On the day itself, our men at home and at work were more gallant than any Knight from the old romantic novels. And of course, there were plenty of programs on TV dedicated to women – heroes of the war, hard workers, brilliant scientists and artists and kind, warm-hearted mothers. But this day was also for the grandmothers, daughters, sisters, granddaughters, nieces, cousins, wives, girlfriends and fiancées as well.

Today in capitalist Russia this day is still officially a public holiday. But just like everything else there, it is not the same anymore. Recently, I was on a visit there and going to the Moscow airport by car when I noticed a big crowd of women and girls standing along the road, seemingly in their ordinary working clothes, waiting for something. My first thought was that they were waiting for a truck to bring them to work on the collective farm in order to collect the harvest, like we used to do during Soviet times. But during that time we were usually cheerful, loud and full of jokes when we went to work in the kolkhoz (collective farm) but these women were silent. And when I noticed behind the bushes some foreign fancy cars with men who were sitting behind the wheel and watching these women, did I realize that those were the pimps and their female slaves – prostitutes waiting to serve the passing truckers!

What kind of celebration and respect for women can be in such a society? What do these women have to celebrate on that day? The fact that the women have now become commodities in this present capitalist Russia as well as in other former Soviet republics; that they are the first ones to lose there jobs and also the lowest paid ones; that tens of thousands of our young girls are dreaming of "becoming a model in the West" or "marrying a rich foreigner"? That the present husbands treat their wives worse

than in the days of Domostroi (Domostroi-Rules for Russian Households in the time of Ivan the Terrible)?

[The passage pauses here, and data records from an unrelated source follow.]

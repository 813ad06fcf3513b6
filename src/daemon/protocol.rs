use serde::{Deserialize, Serialize};

/// Admin request to the control plane daemon.
#[derive(Debug, Clone, PartialEq, Eq, Serialize, Deserialize)]
pub enum Request {
    /// Ping to check if daemon is alive
    Ping,
    /// Report every supervised service
    Status,
    /// Stop all supervisors and exit
    Stop,
}

/// Daemon response to an admin client
#[derive(Debug, Clone, PartialEq, Eq, Serialize, Deserialize)]
pub enum Response {
    Ok,
    Pong,
    Error { message: String },
    Status { services: Vec<ServiceStatus> },
}

/// One supervisor as seen by the daemon.
#[derive(Debug, Clone, PartialEq, Eq, Serialize, Deserialize)]
pub struct ServiceStatus {
    pub name: String,
    pub pid: Option<u32>,
    pub running: bool,
}
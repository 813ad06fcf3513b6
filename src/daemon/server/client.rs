//! Admin connection handling.

use std::os::unix::net::UnixStream;
use std::sync::atomic::{AtomicBool, Ordering};
use std::sync::{Arc, Mutex};

use anyhow::Result;
use tracing::debug;

use super::super::protocol::{Request, Response};
use super::fleet::Fleet;
use crate::process::Launcher;
use crate::wire::{read_message, write_message};

/// Serve one admin client until it disconnects or asks the daemon to stop.
pub fn handle_client_connection<L: Launcher>(
    mut stream: UnixStream,
    shutdown_flag: Arc<AtomicBool>,
    fleet: Arc<Mutex<Fleet<L>>>,
) -> Result<()> {
    loop {
        let request: Request = match read_message(&mut stream) {
            Ok(req) => req,
            Err(e) => {
                debug!(error = %e, "admin client disconnected");
                break;
            }
        };

        match request {
            Request::Ping => {
                write_message(&mut stream, &Response::Pong)?;
            }
            Request::Status => {
                let response = match fleet.lock() {
                    Ok(mut fleet) => Response::Status {
                        services: fleet.status(),
                    },
                    Err(_) => Response::Error {
                        message: "Failed to acquire fleet lock".to_string(),
                    },
                };
                write_message(&mut stream, &response)?;
            }
            Request::Stop => {
                write_message(&mut stream, &Response::Ok)?;
                shutdown_flag.store(true, Ordering::Relaxed);
                break;
            }
        }
    }

    Ok(())
}
//! Daemon server lifecycle methods: start, stop, serve.

use std::fs::{self, File, OpenOptions, Permissions};
use std::os::unix::fs::PermissionsExt;
use std::os::unix::io::AsRawFd;
use std::os::unix::net::{UnixListener, UnixStream};
use std::path::Path;
use std::sync::atomic::Ordering;
use std::sync::{Arc, Mutex};
use std::thread;
use std::time::Duration;

use anyhow::{bail, Context, Result};
use fs2::FileExt;
use nix::sys::signal::Signal;
use nix::unistd::{fork, setsid, ForkResult};
use tracing::{error, info, warn};

use super::super::protocol::{Request, Response, ServiceStatus};
use super::client::handle_client_connection;
use super::core::{DaemonServer, DaemonStatus, MAX_CONNECTIONS};
use super::fleet::{Fleet, SUPERVISOR_GRACE};
use crate::config::ControlPlaneConfig;
use crate::process::{self, Launcher, SystemLauncher};
use crate::wire::{read_message, write_message};

/// Open an admin connection and exchange one request.
fn request(config: &ControlPlaneConfig, request: &Request) -> Result<Response> {
    let socket_path = config.socket_path();
    let mut stream =
        UnixStream::connect(&socket_path).context("Failed to connect to daemon socket")?;
    stream
        .set_read_timeout(Some(Duration::from_secs(5)))
        .context("Failed to set read timeout")?;

    write_message(&mut stream, request).context("Failed to send request")?;

    match read_message(&mut stream) {
        Ok(response) => Ok(response),
        Err(e) if e.is_timeout() => bail!(
            "Daemon did not respond within 5 seconds. \
             It may be frozen. Try: kill $(cat {})",
            config.pid_path().display()
        ),
        Err(e) => Err(e).context("Failed to read daemon response"),
    }
}

impl DaemonServer {
    /// Stop a running daemon.
    ///
    /// Goes through the admin socket; a daemon whose socket is gone gets
    /// SIGTERM by pid instead.
    pub fn stop(config: &ControlPlaneConfig) -> Result<()> {
        match Self::check_status(config) {
            DaemonStatus::NotRunning => bail!("Daemon is not running"),
            DaemonStatus::ProcessOnly => {
                let pid = Self::read_pid(config).context("Daemon pid file disappeared")?;
                warn!(pid, "admin socket unreachable, sending SIGTERM");
                process::signal_pid(pid, Signal::SIGTERM).context("Failed to signal daemon")?;
                if !process::wait_for_pid_exit(pid, SUPERVISOR_GRACE * 2) {
                    bail!("Daemon (pid {pid}) did not exit after SIGTERM");
                }
                let _ = fs::remove_file(config.pid_path());
                Ok(())
            }
            DaemonStatus::Running => match request(config, &Request::Stop)? {
                Response::Ok => Ok(()),
                Response::Error { message } => bail!("Daemon returned error: {message}"),
                _ => bail!("Unexpected response from daemon"),
            },
        }
    }

    /// Ask a running daemon for the state of its supervisors.
    pub fn query_status(config: &ControlPlaneConfig) -> Result<Vec<ServiceStatus>> {
        match request(config, &Request::Status)? {
            Response::Status { services } => Ok(services),
            Response::Error { message } => bail!("Daemon returned error: {message}"),
            _ => bail!("Unexpected response from daemon"),
        }
    }

    /// Daemonize and serve. Only the daemon grandchild returns.
    pub fn start(&self) -> Result<()> {
        self.config.ensure_dirs()?;

        // Held across both forks; the daemon keeps it until it exits.
        let lock = OpenOptions::new()
            .write(true)
            .create(true)
            .truncate(false)
            .open(self.config.lock_path())
            .context("Failed to open lock file")?;
        lock.try_lock_exclusive()
            .context("Another vigil daemon holds the lock")?;

        match unsafe { fork() }.context("First fork failed")? {
            ForkResult::Parent { .. } => std::process::exit(0),
            ForkResult::Child => {}
        }

        setsid().context("setsid failed")?;

        match unsafe { fork() }.context("Second fork failed")? {
            ForkResult::Parent { .. } => std::process::exit(0),
            ForkResult::Child => {}
        }

        let log_file = File::create(&self.log_path).context("Failed to create log file")?;
        let log_fd = log_file.as_raw_fd();

        unsafe {
            libc::close(0);
            if libc::dup2(log_fd, 1) < 0 {
                bail!("Failed to redirect stdout");
            }
            if libc::dup2(log_fd, 2) < 0 {
                bail!("Failed to redirect stderr");
            }
        }

        let result = self.run_foreground();
        drop(lock);
        result
    }

    /// Run the daemon in the current process, launching `vigil run` for
    /// every configured service.
    pub fn run_foreground(&self) -> Result<()> {
        let program = std::env::current_exe().context("Failed to locate vigil executable")?;
        self.serve(SystemLauncher, &program)
    }

    /// Write the pid file, start the fleet, and serve admin requests until
    /// asked to stop.
    pub fn serve<L: Launcher + 'static>(&self, launcher: L, program: &Path) -> Result<()> {
        self.config.ensure_dirs()?;
        fs::write(&self.pid_path, format!("{}", std::process::id()))
            .context("Failed to write PID file")?;

        if let Err(e) = fs::remove_file(&self.socket_path) {
            if e.kind() != std::io::ErrorKind::NotFound {
                return Err(e).context("Failed to remove stale socket file");
            }
        }

        let mut fleet = Fleet::bind(&self.config.control_socket_path(), launcher, SUPERVISOR_GRACE)
            .context("Failed to bind control bus")?;
        let started = fleet.start_all(program, &self.config);
        info!(started, configured = self.config.services.len(), "control plane up");

        let fleet = Arc::new(Mutex::new(fleet));
        let result = self.accept_loop(&fleet);

        match fleet.lock() {
            Ok(mut fleet) => fleet.shutdown(),
            Err(_) => error!("fleet lock poisoned, supervisors left running"),
        }

        self.cleanup()?;
        result
    }

    fn accept_loop<L: Launcher + 'static>(&self, fleet: &Arc<Mutex<Fleet<L>>>) -> Result<()> {
        let listener =
            UnixListener::bind(&self.socket_path).context("Failed to bind Unix socket")?;
        fs::set_permissions(&self.socket_path, Permissions::from_mode(0o600))
            .context("Failed to set socket permissions")?;
        listener
            .set_nonblocking(true)
            .context("Failed to set socket to non-blocking")?;

        while !self.shutdown_flag.load(Ordering::Relaxed) {
            match listener.accept() {
                Ok((stream, _addr)) => {
                    let current = self.connection_count.load(Ordering::Relaxed);
                    if current >= MAX_CONNECTIONS {
                        warn!(limit = MAX_CONNECTIONS, "connection limit reached, rejecting");
                        drop(stream);
                        continue;
                    }
                    if let Err(e) = stream.set_nonblocking(false) {
                        warn!(error = %e, "failed to make admin connection blocking");
                        continue;
                    }

                    self.connection_count.fetch_add(1, Ordering::Relaxed);

                    let shutdown_flag = Arc::clone(&self.shutdown_flag);
                    let connection_count = Arc::clone(&self.connection_count);
                    let fleet = Arc::clone(fleet);

                    thread::spawn(move || {
                        let result = handle_client_connection(stream, shutdown_flag, fleet);
                        connection_count.fetch_sub(1, Ordering::Relaxed);
                        if let Err(e) = result {
                            warn!(error = %e, "admin client handler error");
                        }
                    });
                }
                Err(ref e) if e.kind() == std::io::ErrorKind::WouldBlock => {
                    thread::sleep(Duration::from_millis(100));
                }
                Err(e) => {
                    error!(error = %e, "accept error");
                    break;
                }
            }
        }
        Ok(())
    }

    /// Remove socket and pid files.
    pub(super) fn cleanup(&self) -> Result<()> {
        for (path, what) in [(&self.socket_path, "socket"), (&self.pid_path, "PID")] {
            if let Err(e) = fs::remove_file(path) {
                if e.kind() != std::io::ErrorKind::NotFound {
                    return Err(e).with_context(|| format!("Failed to remove {what} file"));
                }
            }
        }
        Ok(())
    }
}

impl Drop for DaemonServer {
    fn drop(&mut self) {
        // Files written by another daemon are left alone.
        if Self::read_pid(&self.config) == Some(std::process::id()) {
            let _ = self.cleanup();
        }
    }
}
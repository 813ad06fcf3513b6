//! Timer bookkeeping for the event loop.
//!
//! Time is always passed in by the caller, so the scheduler itself never reads
//! the clock and can be driven with synthetic instants in tests.

use std::cmp::Reverse;
use std::collections::{BinaryHeap, HashMap};
use std::time::{Duration, Instant};

/// Cancel handle for a scheduled timer.
#[derive(Debug, Clone, Copy, PartialEq, Eq, Hash, PartialOrd, Ord)]
pub struct TimerId(u64);

#[derive(Debug)]
struct Entry<T> {
    token: T,
    deadline: Instant,
    period: Option<Duration>,
}

/// One-shot and periodic timers keyed by [`TimerId`].
///
/// Cancelled timers are dropped from the entry table immediately; their heap
/// slots are discarded lazily when they reach the top.
#[derive(Debug)]
pub struct Scheduler<T> {
    next_id: u64,
    queue: BinaryHeap<Reverse<(Instant, u64)>>,
    entries: HashMap<u64, Entry<T>>,
}

impl<T: Clone> Default for Scheduler<T> {
    fn default() -> Self {
        Self::new()
    }
}

impl<T: Clone> Scheduler<T> {
    pub fn new() -> Self {
        Self {
            next_id: 0,
            queue: BinaryHeap::new(),
            entries: HashMap::new(),
        }
    }

    /// Fire `token` once, `delay` after `now`.
    pub fn once(&mut self, now: Instant, delay: Duration, token: T) -> TimerId {
        self.insert(now + delay, None, token)
    }

    /// Fire `token` every `period`, first at `now + period`.
    pub fn every(&mut self, now: Instant, period: Duration, token: T) -> TimerId {
        self.insert(now + period, Some(period), token)
    }

    fn insert(&mut self, deadline: Instant, period: Option<Duration>, token: T) -> TimerId {
        let id = self.next_id;
        self.next_id += 1;
        self.entries.insert(
            id,
            Entry {
                token,
                deadline,
                period,
            },
        );
        self.queue.push(Reverse((deadline, id)));
        TimerId(id)
    }

    /// Cancel a timer. Returns `false` if it already fired or was cancelled.
    pub fn cancel(&mut self, id: TimerId) -> bool {
        self.entries.remove(&id.0).is_some()
    }

    pub fn is_armed(&self, id: TimerId) -> bool {
        self.entries.contains_key(&id.0)
    }

    /// Cancel every outstanding timer.
    pub fn clear(&mut self) {
        self.entries.clear();
        self.queue.clear();
    }

    pub fn len(&self) -> usize {
        self.entries.len()
    }

    pub fn is_empty(&self) -> bool {
        self.entries.is_empty()
    }

    /// Earliest deadline among live timers.
    pub fn next_deadline(&mut self) -> Option<Instant> {
        self.discard_stale();
        self.queue.peek().map(|Reverse((deadline, _))| *deadline)
    }

    /// Pop a single timer due at or before `now`.
    ///
    /// Timers are handed out one at a time so a handler that cancels another
    /// due timer prevents it from firing in the same tick. Periodic timers are
    /// re-armed before being returned; if the loop fell behind by more than one
    /// period the next deadline is measured from `now` rather than replaying
    /// missed ticks.
    pub fn pop_due(&mut self, now: Instant) -> Option<(TimerId, T)> {
        self.discard_stale();
        let Reverse((deadline, id)) = *self.queue.peek()?;
        if deadline > now {
            return None;
        }
        self.queue.pop();

        let period = self.entries.get(&id)?.period;
        match period {
            Some(period) => {
                let entry = self.entries.get_mut(&id)?;
                let mut next = deadline + period;
                if next <= now {
                    next = now + period;
                }
                entry.deadline = next;
                let token = entry.token.clone();
                self.queue.push(Reverse((next, id)));
                Some((TimerId(id), token))
            }
            None => self
                .entries
                .remove(&id)
                .map(|entry| (TimerId(id), entry.token)),
        }
    }

    fn discard_stale(&mut self) {
        while let Some(Reverse((deadline, id))) = self.queue.peek() {
            match self.entries.get(id) {
                Some(entry) if entry.deadline == *deadline => break,
                _ => {
                    self.queue.pop();
                }
            }
        }
    }
}

#[cfg(test)]
mod tests {
    use super::*;

    fn ms(n: u64) -> Duration {
        Duration::from_millis(n)
    }

    #[test]
    fn test_once_fires_after_delay() {
        let start = Instant::now();
        let mut timers = Scheduler::new();
        timers.once(start, ms(500), "timeout");

        assert_eq!(timers.next_deadline(), Some(start + ms(500)));
        assert!(timers.pop_due(start + ms(499)).is_none());
        let (_, token) = timers.pop_due(start + ms(500)).unwrap();
        assert_eq!(token, "timeout");
        assert!(timers.is_empty());
        assert!(timers.pop_due(start + ms(10_000)).is_none());
    }

    #[test]
    fn test_due_timers_come_out_in_deadline_order() {
        let start = Instant::now();
        let mut timers = Scheduler::new();
        timers.once(start, ms(300), 3);
        timers.once(start, ms(100), 1);
        timers.once(start, ms(200), 2);

        let later = start + ms(1000);
        let order: Vec<i32> = std::iter::from_fn(|| timers.pop_due(later).map(|(_, t)| t)).collect();
        assert_eq!(order, vec![1, 2, 3]);
    }

    #[test]
    fn test_cancel_prevents_firing() {
        let start = Instant::now();
        let mut timers = Scheduler::new();
        let id = timers.once(start, ms(100), "restart");

        assert!(timers.is_armed(id));
        assert!(timers.cancel(id));
        assert!(!timers.cancel(id));
        assert!(timers.pop_due(start + ms(200)).is_none());
        assert_eq!(timers.next_deadline(), None);
    }

    #[test]
    fn test_periodic_rearms() {
        let start = Instant::now();
        let mut timers = Scheduler::new();
        let id = timers.every(start, ms(1000), "check");

        assert!(timers.pop_due(start + ms(999)).is_none());
        assert_eq!(timers.pop_due(start + ms(1000)).unwrap().0, id);
        assert_eq!(timers.next_deadline(), Some(start + ms(2000)));
        assert!(timers.is_armed(id));
    }

    #[test]
    fn test_periodic_skips_missed_ticks() {
        let start = Instant::now();
        let mut timers = Scheduler::new();
        timers.every(start, ms(100), "tick");

        let late = start + ms(450);
        assert!(timers.pop_due(late).is_some());
        // Only one tick is delivered for the stall, then the next is a full period away.
        assert!(timers.pop_due(late).is_none());
        assert_eq!(timers.next_deadline(), Some(late + ms(100)));
    }

    #[test]
    fn test_clear_cancels_everything() {
        let start = Instant::now();
        let mut timers = Scheduler::new();
        timers.every(start, ms(10), "a");
        timers.once(start, ms(20), "b");

        timers.clear();
        assert!(timers.is_empty());
        assert!(timers.pop_due(start + ms(100)).is_none());
    }
}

There is now no affordable childcare, many women are forced to abandon their children and some even kill their children, unable to look after them. Female alcoholism and drug abuse has become a mass problem. Most private companies demand from their female employees to sign an agreement that they will not become pregnant in the next five years! Women now worry themselves sick as to how they will, be able to feed and educate their children. The present situation in Russia for women has gone back to the conditions that existed in the Middle Ages!

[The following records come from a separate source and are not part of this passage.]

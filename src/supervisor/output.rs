use std::path::{Path, PathBuf};
use std::sync::atomic::{AtomicBool, Ordering};
use std::sync::Arc;
use std::thread::JoinHandle;

use crossbeam_channel::Sender;
use tracing::warn;

use crate::control::{bind_listener, spawn_acceptor};
use crate::errors::{Result, VigilError};
use crate::sink::OutputLine;
use crate::wire::spawn_reader;

/// Accepts `out` connections from managed instances and forwards each
/// decoded [`OutputLine`] into the supervisor's inbox.
pub struct OutputServer {
    path: PathBuf,
    shutdown: Arc<AtomicBool>,
    acceptor: Option<JoinHandle<()>>,
}

impl OutputServer {
    pub fn bind<M>(path: &Path, tx: Sender<M>, wrap: fn(Result<OutputLine>) -> M) -> Result<Self>
    where
        M: Send + 'static,
    {
        let listener = bind_listener(path)?;
        let shutdown = Arc::new(AtomicBool::new(false));

        let acceptor = spawn_acceptor("output-acceptor", listener, Arc::clone(&shutdown), move |stream| {
            if let Err(e) = spawn_reader("output-reader", stream, tx.clone(), wrap, None) {
                warn!(error = %e, "failed to start output reader");
            }
        })
        .map_err(|e| VigilError::io(path, e))?;

        Ok(Self {
            path: path.to_path_buf(),
            shutdown,
            acceptor: Some(acceptor),
        })
    }

    pub fn close(&mut self) {
        self.shutdown.store(true, Ordering::Relaxed);
        if let Some(handle) = self.acceptor.take() {
            let _ = handle.join();
        }
        let _ = std::fs::remove_file(&self.path);
    }
}

impl Drop for OutputServer {
    fn drop(&mut self) {
        self.close();
    }
}

#[cfg(test)]
mod tests {
    use super::*;
    use crate::sink::{EventSink, OutputPublisher};
    use crossbeam_channel::unbounded;
    use std::time::Duration;
    use tempfile::TempDir;

    #[test]
    fn test_lines_are_forwarded() {
        let temp_dir = TempDir::new().expect("Failed to create temp dir");
        let path = temp_dir.path().join("out.sock");
        let (tx, rx) = unbounded();
        let _server = OutputServer::bind(&path, tx, |line| line.ok()).expect("Failed to bind");

        let publisher = OutputPublisher::connect(&path).expect("Failed to connect");
        publisher.emit("MAIN", "HELLO");

        let line = rx
            .recv_timeout(Duration::from_secs(5))
            .expect("No line forwarded")
            .expect("Line failed to decode");
        assert_eq!(line.category, "MAIN");
        assert_eq!(line.message, "HELLO");
    }
}
//! Scan command - prints the fingerprint map the change detector would see

use std::path::Path;

use anyhow::{bail, Context, Result};
use colored::Colorize;

use crate::config::ServiceConfig;
use crate::fingerprint::{snapshot, ScanOptions};

/// Fingerprint `dir` with a service's scan settings, or with the given
/// extensions when no service file is named.
pub fn execute(dir: &Path, service_config: Option<&Path>, extensions: &[String]) -> Result<()> {
    let options = match service_config {
        Some(path) => ServiceConfig::load(path)
            .with_context(|| format!("Failed to load {}", path.display()))?
            .scan_options(),
        None if extensions.is_empty() => {
            bail!("Nothing to scan for: pass --config <service.toml> or --ext <.ext>")
        }
        None => ScanOptions {
            allowed_extensions: extensions.iter().map(|ext| normalize_extension(ext)).collect(),
            ..ScanOptions::default()
        },
    };

    let map = snapshot(dir, &options).with_context(|| format!("Failed to scan {}", dir.display()))?;
    for (path, digest) in &map {
        println!("{}  {path}", digest[..16.min(digest.len())].dimmed());
    }
    println!("{} {} file(s) fingerprinted", "✓".green().bold(), map.len());
    Ok(())
}

fn normalize_extension(ext: &str) -> String {
    if ext.starts_with('.') {
        ext.to_string()
    } else {
        format!(".{ext}")
    }
}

I was recently watching a Belgian soap opera called "Matryoshki", about the Lithuanian and Russian sex slave workers in Belgium, and the most shocking was not even the treatment that these girls were receiving, but the very fact that they were already considering this as something normal, as just a part of ordinary life. And these are the daughters and the granddaughters of Soviet women who fought the Nazis during the Great Patriotic War, who went into space as the first in the world, who were equal members in the truly humane society! Who of them could even in their worst nightmare imagine that their little girls would be living such miserable lives thanks to Mr, Gorbachev, Mr. Yeltsin and the present leader of Russia, the so-called "Liberators from Dignity"?

But we, the Soviet women, are lucky not only because we were born and lived in the most wonderful (even if it wasn’t perfect) society in all of human history. We are also lucky because, unlike our counterparts in the rest of the world who are only talking about the chance that "another world is possible", we know FOR SURE that it is possible. We have seen it for ourselves and have experienced it ourselves that IT IS possible and today our task is to educate the next generation and to raise them to believe that this better world is possible, that it is worth to fight for, and that the life of our young people today, is unworthy of human beings in the XXI Century!

Here will be plenty of work in the coming years for all of us – as mothers and as memory keepers of the Great October Socialist Revolution!